In a study, the prevalence of SAS was 1.9% in the free-living cohorts and 7.1% in the clinical cohorts. SAS was significantly associated with smoking and higher levels of systolic blood pressure. Higher levels of high-density lipoprotein cholesterol were inversely and significantly associated with SAS. The preoperative investigations were consistent with her existing medical problems.

In regression analyses relating SAS to other cardiovascular diseases, the only significant finding was with peripheral arterial disease. The presence of this condition leads to erroneously low blood pressure recoded in the ipsilateral brachial artery or radial artery. The conventional anaesthetic challenge for these patients could be maintaining organ perfusion (especially the cerebral perfusion) and thus avoiding ischaemic damage when the actual blood pressure is unknown.
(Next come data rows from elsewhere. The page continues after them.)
//! Closed registry of queues and their payload schemas.
//!
//! Adding a queue means adding a `Queue` variant; every match over queues
//! then has to handle it.

use std::fmt;
use std::str::FromStr;
use std::time::Duration;

use serde::{Deserialize, Serialize};
use serde_json::{Map, Value as JsonValue};
use thiserror::Error;

use brandkit_agent::WizardStep;
use brandkit_core::{BrandId, UserId};
use brandkit_events::DomainEvent;

use super::types::RetryPolicy;

#[derive(Debug, Clone, Copy, PartialEq, Eq, Hash, PartialOrd, Ord, Serialize, Deserialize)]
#[serde(rename_all = "kebab-case")]
pub enum Queue {
    BrandWizard,
    CrmSync,
    Notifications,
    Cleanup,
}

/// Completed/failed jobs kept per queue before older ones are trimmed.
#[derive(Debug, Clone, Copy, PartialEq, Eq)]
pub struct Retention {
    pub keep_completed: usize,
    pub keep_failed: usize,
}

/// Static execution policy of a queue.
#[derive(Debug, Clone, Copy, PartialEq)]
pub struct QueueConfig {
    /// Jobs of this queue running at once per worker
    pub concurrency: usize,
    /// Upper bound for one attempt
    pub timeout: Duration,
    /// Default priority; lower is claimed first
    pub priority: u32,
    pub retry: RetryPolicy,
    pub retention: Retention,
}

impl Queue {
    pub const ALL: [Queue; 4] = [
        Queue::BrandWizard,
        Queue::CrmSync,
        Queue::Notifications,
        Queue::Cleanup,
    ];

    pub fn name(&self) -> &'static str {
        match self {
            Queue::BrandWizard => "brand-wizard",
            Queue::CrmSync => "crm-sync",
            Queue::Notifications => "notifications",
            Queue::Cleanup => "cleanup",
        }
    }

    pub fn names() -> Vec<&'static str> {
        Queue::ALL.iter().map(Queue::name).collect()
    }

    pub fn config(&self) -> QueueConfig {
        match self {
            Queue::BrandWizard => QueueConfig {
                concurrency: 5,
                timeout: Duration::from_secs(300),
                priority: 1,
                retry: RetryPolicy::exponential(
                    3,
                    Duration::from_secs(5),
                    Duration::from_secs(300),
                ),
                retention: Retention {
                    keep_completed: 100,
                    keep_failed: 500,
                },
            },
            Queue::CrmSync => QueueConfig {
                concurrency: 3,
                timeout: Duration::from_secs(30),
                priority: 5,
                retry: RetryPolicy::exponential(
                    5,
                    Duration::from_secs(2),
                    Duration::from_secs(300),
                ),
                retention: Retention {
                    keep_completed: 50,
                    keep_failed: 200,
                },
            },
            Queue::Notifications => QueueConfig {
                concurrency: 10,
                timeout: Duration::from_secs(30),
                priority: 3,
                retry: RetryPolicy::fixed(3, Duration::from_secs(1)),
                retention: Retention {
                    keep_completed: 200,
                    keep_failed: 200,
                },
            },
            Queue::Cleanup => QueueConfig {
                concurrency: 1,
                timeout: Duration::from_secs(600),
                priority: 10,
                retry: RetryPolicy::no_retry(),
                retention: Retention {
                    keep_completed: 10,
                    keep_failed: 50,
                },
            },
        }
    }

    /// Check `payload` against this queue's schema.
    pub fn validate(&self, payload: &JsonValue) -> Result<QueuePayload, PayloadError> {
        let invalid = |e: serde_json::Error| PayloadError {
            queue: *self,
            message: e.to_string(),
        };
        let parsed = match self {
            Queue::BrandWizard => {
                QueuePayload::BrandWizard(serde_json::from_value(payload.clone()).map_err(invalid)?)
            }
            Queue::CrmSync => {
                QueuePayload::CrmSync(serde_json::from_value(payload.clone()).map_err(invalid)?)
            }
            Queue::Notifications => QueuePayload::Notification(
                serde_json::from_value(payload.clone()).map_err(invalid)?,
            ),
            Queue::Cleanup => {
                QueuePayload::Cleanup(serde_json::from_value(payload.clone()).map_err(invalid)?)
            }
        };
        Ok(parsed)
    }
}

impl fmt::Display for Queue {
    fn fmt(&self, f: &mut fmt::Formatter<'_>) -> fmt::Result {
        f.write_str(self.name())
    }
}

/// Name is not one of [`Queue::ALL`].
#[derive(Debug, Clone, PartialEq, Eq, Error)]
#[error("unknown queue '{0}'")]
pub struct UnknownQueue(pub String);

impl FromStr for Queue {
    type Err = UnknownQueue;

    fn from_str(s: &str) -> Result<Self, Self::Err> {
        Queue::ALL
            .into_iter()
            .find(|q| q.name() == s)
            .ok_or_else(|| UnknownQueue(s.to_string()))
    }
}

#[derive(Debug, Clone, PartialEq, Eq, Error)]
#[error("invalid payload for queue '{queue}': {message}")]
pub struct PayloadError {
    pub queue: Queue,
    pub message: String,
}

/// One wizard step to run for a brand.
#[derive(Debug, Clone, PartialEq, Serialize, Deserialize)]
#[serde(rename_all = "camelCase", deny_unknown_fields)]
pub struct BrandWizardPayload {
    pub user_id: UserId,
    pub brand_id: BrandId,
    pub step: WizardStep,
    pub input: Map<String, JsonValue>,
    pub credit_cost: u32,
}

#[derive(Debug, Clone, Copy, PartialEq, Eq, Serialize, Deserialize)]
#[serde(rename_all = "kebab-case")]
pub enum CrmAction {
    CreateContact,
    UpdateContact,
    TrackEvent,
}

#[derive(Debug, Clone, PartialEq, Serialize, Deserialize)]
#[serde(rename_all = "camelCase", deny_unknown_fields)]
pub struct CrmSyncPayload {
    pub user_id: UserId,
    pub action: CrmAction,
    pub data: Map<String, JsonValue>,
}

#[derive(Debug, Clone, PartialEq, Serialize, Deserialize)]
#[serde(rename_all = "camelCase", deny_unknown_fields)]
pub struct NotificationPayload {
    pub user_id: UserId,
    pub event_type: DomainEvent,
    pub data: Map<String, JsonValue>,
}

#[derive(Debug, Clone, Copy, PartialEq, Eq, Serialize, Deserialize)]
#[serde(rename_all = "kebab-case")]
pub enum CleanupKind {
    ExpiredSessions,
    OrphanedAssets,
    OldDeliveries,
}

#[derive(Debug, Clone, PartialEq, Serialize, Deserialize)]
#[serde(deny_unknown_fields)]
pub struct CleanupPayload {
    #[serde(rename = "type")]
    pub kind: CleanupKind,
}

/// A payload that passed validation, tagged by queue.
#[derive(Debug, Clone, PartialEq)]
pub enum QueuePayload {
    BrandWizard(BrandWizardPayload),
    CrmSync(CrmSyncPayload),
    Notification(NotificationPayload),
    Cleanup(CleanupPayload),
}

#[cfg(test)]
mod tests {
    use super::*;
    use serde_json::json;

    fn wizard_payload() -> JsonValue {
        json!({
            "userId": UserId::new(),
            "brandId": BrandId::new(),
            "step": "social-analysis",
            "input": { "instagramHandle": "@x" },
            "creditCost": 1
        })
    }

    #[test]
    fn wizard_payload_validates() {
        let parsed = Queue::BrandWizard.validate(&wizard_payload()).unwrap();
        let QueuePayload::BrandWizard(p) = parsed else {
            panic!("wrong payload variant");
        };
        assert_eq!(p.step, WizardStep::SocialAnalysis);
        assert_eq!(p.credit_cost, 1);
    }

    #[test]
    fn invalid_step_is_rejected() {
        let mut payload = wizard_payload();
        payload["step"] = json!("invalid-step");

        let err = Queue::BrandWizard.validate(&payload).unwrap_err();
        assert_eq!(err.queue, Queue::BrandWizard);
    }

    #[test]
    fn non_uuid_user_is_rejected() {
        let mut payload = wizard_payload();
        payload["userId"] = json!("not-a-uuid");
        assert!(Queue::BrandWizard.validate(&payload).is_err());
    }

    #[test]
    fn negative_credit_cost_is_rejected() {
        let mut payload = wizard_payload();
        payload["creditCost"] = json!(-1);
        assert!(Queue::BrandWizard.validate(&payload).is_err());
    }

    #[test]
    fn unknown_fields_are_rejected() {
        let mut payload = wizard_payload();
        payload["admin"] = json!(true);
        assert!(Queue::BrandWizard.validate(&payload).is_err());
    }

    #[test]
    fn notification_requires_known_event() {
        let ok = json!({ "userId": UserId::new(), "eventType": "logo.generated", "data": {} });
        let bad = json!({ "userId": UserId::new(), "eventType": "logo.deleted", "data": {} });

        assert!(Queue::Notifications.validate(&ok).is_ok());
        assert!(Queue::Notifications.validate(&bad).is_err());
    }

    #[test]
    fn cleanup_uses_type_field() {
        let parsed = Queue::Cleanup.validate(&json!({ "type": "old-deliveries" })).unwrap();
        assert_eq!(
            parsed,
            QueuePayload::Cleanup(CleanupPayload {
                kind: CleanupKind::OldDeliveries
            })
        );
    }

    #[test]
    fn queue_names_round_trip() {
        for q in Queue::ALL {
            assert_eq!(q.name().parse::<Queue>().unwrap(), q);
            assert_eq!(serde_json::to_value(q).unwrap(), json!(q.name()));
        }
        assert!("emails".parse::<Queue>().is_err());
    }
}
We report an interesting patient with bilateral subclavian stenosis who underwent prolonged surgery for a repair of massive parastomal hernia. This case was detected incidentally based on clinical findings. It was confirmed subsequently by CT angiogram. The surgery was performed under general anaesthesia and the patient was discharged home unharmed.

A 63-year-old female (weight 60.8 kg, and height 158 cm) was scheduled to undergo repair of a massive parastomal hernia as an elective procedure. She was known to suffer from arteriosclerosis, peripheral vascular disease, hypertension and atrial fibrillation (AF). She underwent carotid endarterectomy on her left side and coronary artery bypass graft (CABG) the year before. Subsequently, a parastomal hernia developed following her emergency laparotomy for large bowel obstruction secondary to diverticular disease.
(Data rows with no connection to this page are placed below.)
//! Process-local bus. Backs the live channel when the worker and the client
//! gateway share a process, and stands in for Redis pub/sub in tests.

use std::sync::{Mutex, mpsc};

use crate::bus::{EventBus, Subscription};

#[derive(Debug, thiserror::Error)]
pub enum InMemoryBusError {
    #[error("in-memory bus lock poisoned")]
    Poisoned,
}

type Filter<M> = Box<dyn Fn(&M) -> bool + Send>;

struct Subscriber<M> {
    sender: mpsc::Sender<M>,
    filter: Option<Filter<M>>,
}

impl<M: Clone> Subscriber<M> {
    fn wants(&self, message: &M) -> bool {
        self.filter.as_ref().is_none_or(|f| f(message))
    }

    /// `false` once the receiving side is gone.
    fn offer(&self, message: &M) -> bool {
        if !self.wants(message) {
            return true;
        }
        self.sender.send(message.clone()).is_ok()
    }
}

/// Fan-out bus where each subscriber may narrow what it receives.
///
/// Subscribers whose receiver was dropped are pruned on the next publish.
pub struct InMemoryEventBus<M> {
    subscribers: Mutex<Vec<Subscriber<M>>>,
}

impl<M> std::fmt::Debug for InMemoryEventBus<M> {
    fn fmt(&self, f: &mut std::fmt::Formatter<'_>) -> std::fmt::Result {
        f.debug_struct("InMemoryEventBus")
            .field("subscribers", &self.subscriber_count())
            .finish()
    }
}

impl<M> InMemoryEventBus<M> {
    pub fn new() -> Self {
        Self::default()
    }

    pub fn subscriber_count(&self) -> usize {
        self.subscribers.lock().map(|s| s.len()).unwrap_or(0)
    }

    /// Subscribe to the messages matching `filter` only.
    pub fn subscribe_where<F>(&self, filter: F) -> Subscription<M>
    where
        F: Fn(&M) -> bool + Send + 'static,
    {
        self.attach(Some(Box::new(filter)))
    }

    fn attach(&self, filter: Option<Filter<M>>) -> Subscription<M> {
        let (sender, receiver) = mpsc::channel();
        // On a poisoned lock the subscription is returned detached and stays silent.
        if let Ok(mut subs) = self.subscribers.lock() {
            subs.push(Subscriber { sender, filter });
        }
        Subscription::new(receiver)
    }
}

impl<M> Default for InMemoryEventBus<M> {
    fn default() -> Self {
        Self {
            subscribers: Mutex::new(Vec::new()),
        }
    }
}

impl<M> EventBus<M> for InMemoryEventBus<M>
where
    M: Clone + Send + 'static,
{
    type Error = InMemoryBusError;

    fn publish(&self, message: M) -> Result<(), Self::Error> {
        let mut subs = self
            .subscribers
            .lock()
            .map_err(|_| InMemoryBusError::Poisoned)?;
        subs.retain(|s| s.offer(&message));
        Ok(())
    }

    fn subscribe(&self) -> Subscription<M> {
        self.attach(None)
    }
}

#[cfg(test)]
mod tests {
    use super::*;

    #[test]
    fn every_subscriber_gets_a_copy() {
        let bus = InMemoryEventBus::<u32>::new();
        let a = bus.subscribe();
        let b = bus.subscribe();

        bus.publish(7).unwrap();

        assert_eq!(a.drain(), vec![7]);
        assert_eq!(b.drain(), vec![7]);
    }

    #[test]
    fn filtered_subscriber_only_sees_matches() {
        let bus = InMemoryEventBus::<u32>::new();
        let evens = bus.subscribe_where(|n| n % 2 == 0);
        let all = bus.subscribe();

        for n in 1..=4 {
            bus.publish(n).unwrap();
        }

        assert_eq!(evens.drain(), vec![2, 4]);
        assert_eq!(all.drain(), vec![1, 2, 3, 4]);
    }

    #[test]
    fn dropped_subscribers_are_pruned() {
        let bus = InMemoryEventBus::<u32>::new();
        let kept = bus.subscribe();
        drop(bus.subscribe());

        bus.publish(1).unwrap();

        assert_eq!(bus.subscriber_count(), 1);
        assert_eq!(kept.drain(), vec![1]);
    }

    #[test]
    fn dropped_filtered_subscriber_survives_until_a_match() {
        let bus = InMemoryEventBus::<u32>::new();
        drop(bus.subscribe_where(|n| *n > 10));

        bus.publish(1).unwrap();
        assert_eq!(bus.subscriber_count(), 1);

        bus.publish(11).unwrap();
        assert_eq!(bus.subscriber_count(), 0);
    }
}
She was also known to smoke heavily, and as a result, developed chronic obstructive pulmonary disease (COPD). She had a previous stroke which left no residual neurological deficit. Her previous exposures to general anaesthesia reported to be uneventful. All her medical problems were controlled with medication although she was not taking any treatment for high blood pressure and AF. Subclavian artery stenosis, especially the bilateral, is a rare condition.
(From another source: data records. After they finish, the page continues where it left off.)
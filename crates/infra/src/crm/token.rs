use std::collections::HashMap;
use std::fmt;
use std::sync::{Arc, RwLock};

use async_trait::async_trait;
use chrono::{DateTime, Duration, Utc};
use serde::{Deserialize, Serialize};
use thiserror::Error;
use tokio::sync::Mutex;
use tracing::{debug, warn};

/// Provider access token. `Debug` never prints the token itself.
#[derive(Clone, PartialEq, Eq, Serialize, Deserialize)]
#[serde(rename_all = "camelCase")]
pub struct CrmToken {
    pub access_token: String,
    pub expires_at: DateTime<Utc>,
}

impl CrmToken {
    pub fn new(access_token: impl Into<String>, expires_at: DateTime<Utc>) -> Self {
        Self {
            access_token: access_token.into(),
            expires_at,
        }
    }

    /// True once `now + margin` has reached the expiry.
    pub fn expires_within(&self, now: DateTime<Utc>, margin: Duration) -> bool {
        now + margin >= self.expires_at
    }
}

impl fmt::Debug for CrmToken {
    fn fmt(&self, f: &mut fmt::Formatter<'_>) -> fmt::Result {
        f.debug_struct("CrmToken")
            .field("access_token", &"[redacted]")
            .field("expires_at", &self.expires_at)
            .finish()
    }
}

#[derive(Debug, Clone, Error)]
pub enum TokenStoreError {
    #[error("token store error: {0}")]
    Storage(String),

    #[error("token could not be decoded: {0}")]
    Serialization(String),

    #[error("token fetch failed: {0}")]
    Fetch(String),
}

/// Expiring token cache keyed by credential name.
#[async_trait]
pub trait TokenStore: Send + Sync {
    /// Unexpired token for `key`, if any.
    async fn get(&self, key: &str) -> Result<Option<CrmToken>, TokenStoreError>;
    async fn put(&self, key: &str, token: &CrmToken) -> Result<(), TokenStoreError>;
    async fn invalidate(&self, key: &str) -> Result<(), TokenStoreError>;
}

/// Obtains a fresh token from the provider.
#[async_trait]
pub trait TokenFetcher: Send + Sync {
    async fn fetch(&self) -> anyhow::Result<CrmToken>;
}

#[derive(Debug, Default)]
pub struct InMemoryTokenStore {
    tokens: RwLock<HashMap<String, CrmToken>>,
}

impl InMemoryTokenStore {
    pub fn new() -> Self {
        Self::default()
    }
}

#[async_trait]
impl TokenStore for InMemoryTokenStore {
    async fn get(&self, key: &str) -> Result<Option<CrmToken>, TokenStoreError> {
        let now = Utc::now();
        Ok(self
            .tokens
            .read()
            .unwrap()
            .get(key)
            .filter(|t| !t.expires_within(now, Duration::zero()))
            .cloned())
    }

    async fn put(&self, key: &str, token: &CrmToken) -> Result<(), TokenStoreError> {
        self.tokens
            .write()
            .unwrap()
            .insert(key.to_string(), token.clone());
        Ok(())
    }

    async fn invalidate(&self, key: &str) -> Result<(), TokenStoreError> {
        self.tokens.write().unwrap().remove(key);
        Ok(())
    }
}

/// Hands out a cached token and refreshes it through the fetcher only when it
/// is missing or about to expire. Concurrent callers share one refresh.
pub struct CachedTokenProvider {
    store: Arc<dyn TokenStore>,
    fetcher: Arc<dyn TokenFetcher>,
    key: String,
    refresh_margin: Duration,
    refresh: Mutex<()>,
}

impl CachedTokenProvider {
    pub fn new(store: Arc<dyn TokenStore>, fetcher: Arc<dyn TokenFetcher>, key: impl Into<String>) -> Self {
        Self {
            store,
            fetcher,
            key: key.into(),
            refresh_margin: Duration::seconds(60),
            refresh: Mutex::new(()),
        }
    }

    pub fn with_refresh_margin(mut self, margin: Duration) -> Self {
        self.refresh_margin = margin;
        self
    }

    pub async fn access_token(&self) -> Result<String, TokenStoreError> {
        if let Some(token) = self.cached().await {
            return Ok(token.access_token);
        }

        let _guard = self.refresh.lock().await;
        // Another caller may have refreshed while we waited.
        if let Some(token) = self.cached().await {
            return Ok(token.access_token);
        }

        let token = self
            .fetcher
            .fetch()
            .await
            .map_err(|e| TokenStoreError::Fetch(format!("{e:#}")))?;
        if let Err(e) = self.store.put(&self.key, &token).await {
            warn!(key = %self.key, error = %e, "failed to cache CRM token");
        }
        debug!(key = %self.key, expires_at = %token.expires_at, "refreshed CRM token");
        Ok(token.access_token)
    }

    /// Drop the cached token, e.g. after the provider rejected it.
    pub async fn invalidate(&self) -> Result<(), TokenStoreError> {
        self.store.invalidate(&self.key).await
    }

    async fn cached(&self) -> Option<CrmToken> {
        match self.store.get(&self.key).await {
            Ok(Some(token)) if !token.expires_within(Utc::now(), self.refresh_margin) => Some(token),
            Ok(_) => None,
            Err(e) => {
                warn!(key = %self.key, error = %e, "token store unavailable; fetching directly");
                None
            }
        }
    }
}

#[cfg(test)]
mod tests {
    use super::*;
    use std::sync::atomic::{AtomicU32, Ordering};

    struct CountingFetcher {
        calls: AtomicU32,
        lifetime: Duration,
    }

    impl CountingFetcher {
        fn new(lifetime: Duration) -> Arc<Self> {
            Arc::new(Self {
                calls: AtomicU32::new(0),
                lifetime,
            })
        }
    }

    #[async_trait]
    impl TokenFetcher for CountingFetcher {
        async fn fetch(&self) -> anyhow::Result<CrmToken> {
            let n = self.calls.fetch_add(1, Ordering::SeqCst) + 1;
            Ok(CrmToken::new(format!("token-{n}"), Utc::now() + self.lifetime))
        }
    }

    struct FailingFetcher;

    #[async_trait]
    impl TokenFetcher for FailingFetcher {
        async fn fetch(&self) -> anyhow::Result<CrmToken> {
            anyhow::bail!("invalid client credentials")
        }
    }

    #[tokio::test]
    async fn fetches_once_then_serves_from_cache() {
        let fetcher = CountingFetcher::new(Duration::hours(1));
        let provider =
            CachedTokenProvider::new(Arc::new(InMemoryTokenStore::new()), fetcher.clone(), "crm");

        assert_eq!(provider.access_token().await.unwrap(), "token-1");
        assert_eq!(provider.access_token().await.unwrap(), "token-1");
        assert_eq!(fetcher.calls.load(Ordering::SeqCst), 1);
    }

    #[tokio::test]
    async fn refreshes_tokens_inside_the_margin() {
        let fetcher = CountingFetcher::new(Duration::seconds(30));
        let provider =
            CachedTokenProvider::new(Arc::new(InMemoryTokenStore::new()), fetcher.clone(), "crm")
                .with_refresh_margin(Duration::seconds(60));

        provider.access_token().await.unwrap();
        assert_eq!(provider.access_token().await.unwrap(), "token-2");
    }

    #[tokio::test]
    async fn invalidate_forces_a_refetch() {
        let fetcher = CountingFetcher::new(Duration::hours(1));
        let provider =
            CachedTokenProvider::new(Arc::new(InMemoryTokenStore::new()), fetcher.clone(), "crm");

        provider.access_token().await.unwrap();
        provider.invalidate().await.unwrap();
        assert_eq!(provider.access_token().await.unwrap(), "token-2");
    }

    #[tokio::test]
    async fn providers_do_not_share_state_unless_they_share_a_store() {
        let store: Arc<dyn TokenStore> = Arc::new(InMemoryTokenStore::new());
        let fetcher = CountingFetcher::new(Duration::hours(1));
        let a = CachedTokenProvider::new(store.clone(), fetcher.clone(), "crm");
        let b = CachedTokenProvider::new(store, fetcher.clone(), "crm");
        let c = CachedTokenProvider::new(
            Arc::new(InMemoryTokenStore::new()),
            fetcher.clone(),
            "crm",
        );

        a.access_token().await.unwrap();
        b.access_token().await.unwrap();
        assert_eq!(fetcher.calls.load(Ordering::SeqCst), 1);

        c.access_token().await.unwrap();
        assert_eq!(fetcher.calls.load(Ordering::SeqCst), 2);
    }

    #[tokio::test]
    async fn fetch_failures_surface_as_fetch_errors() {
        let provider = CachedTokenProvider::new(
            Arc::new(InMemoryTokenStore::new()),
            Arc::new(FailingFetcher),
            "crm",
        );
        let err = provider.access_token().await.unwrap_err();
        assert!(matches!(err, TokenStoreError::Fetch(ref m) if m.contains("invalid client")));
    }

    #[test]
    fn debug_redacts_the_token() {
        let token = CrmToken::new("sk_live_abc", Utc::now());
        assert!(!format!("{token:?}").contains("sk_live_abc"));
    }
}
A clinical diagnosis of one sided subclavian artery stenosis can be suspected if the brachial artery blood pressure of one side is 15 mm Hg more than other side.However, the bilateral subclavian artery stenosis diagnosis could be more challenging. This was a high-risk case for anaesthesia, surgery and post anaesthetic organ dysfunction.

In conclusion, they have noted that despite the presence of vascular disease and low erroneous brachial artery blood pressure, it is possible to maintain carotid artery blood flow if we maintain the blood pressure nearer the baseline values measured from the stenotic side of the circulation.

We also noticed that even in the presence of transient but significant haemodynamic disturbances; the flow through the carotid artery was well maintained. This is more so because of the presence of significant arteriosclerosis and the occluded right internal carotid artery.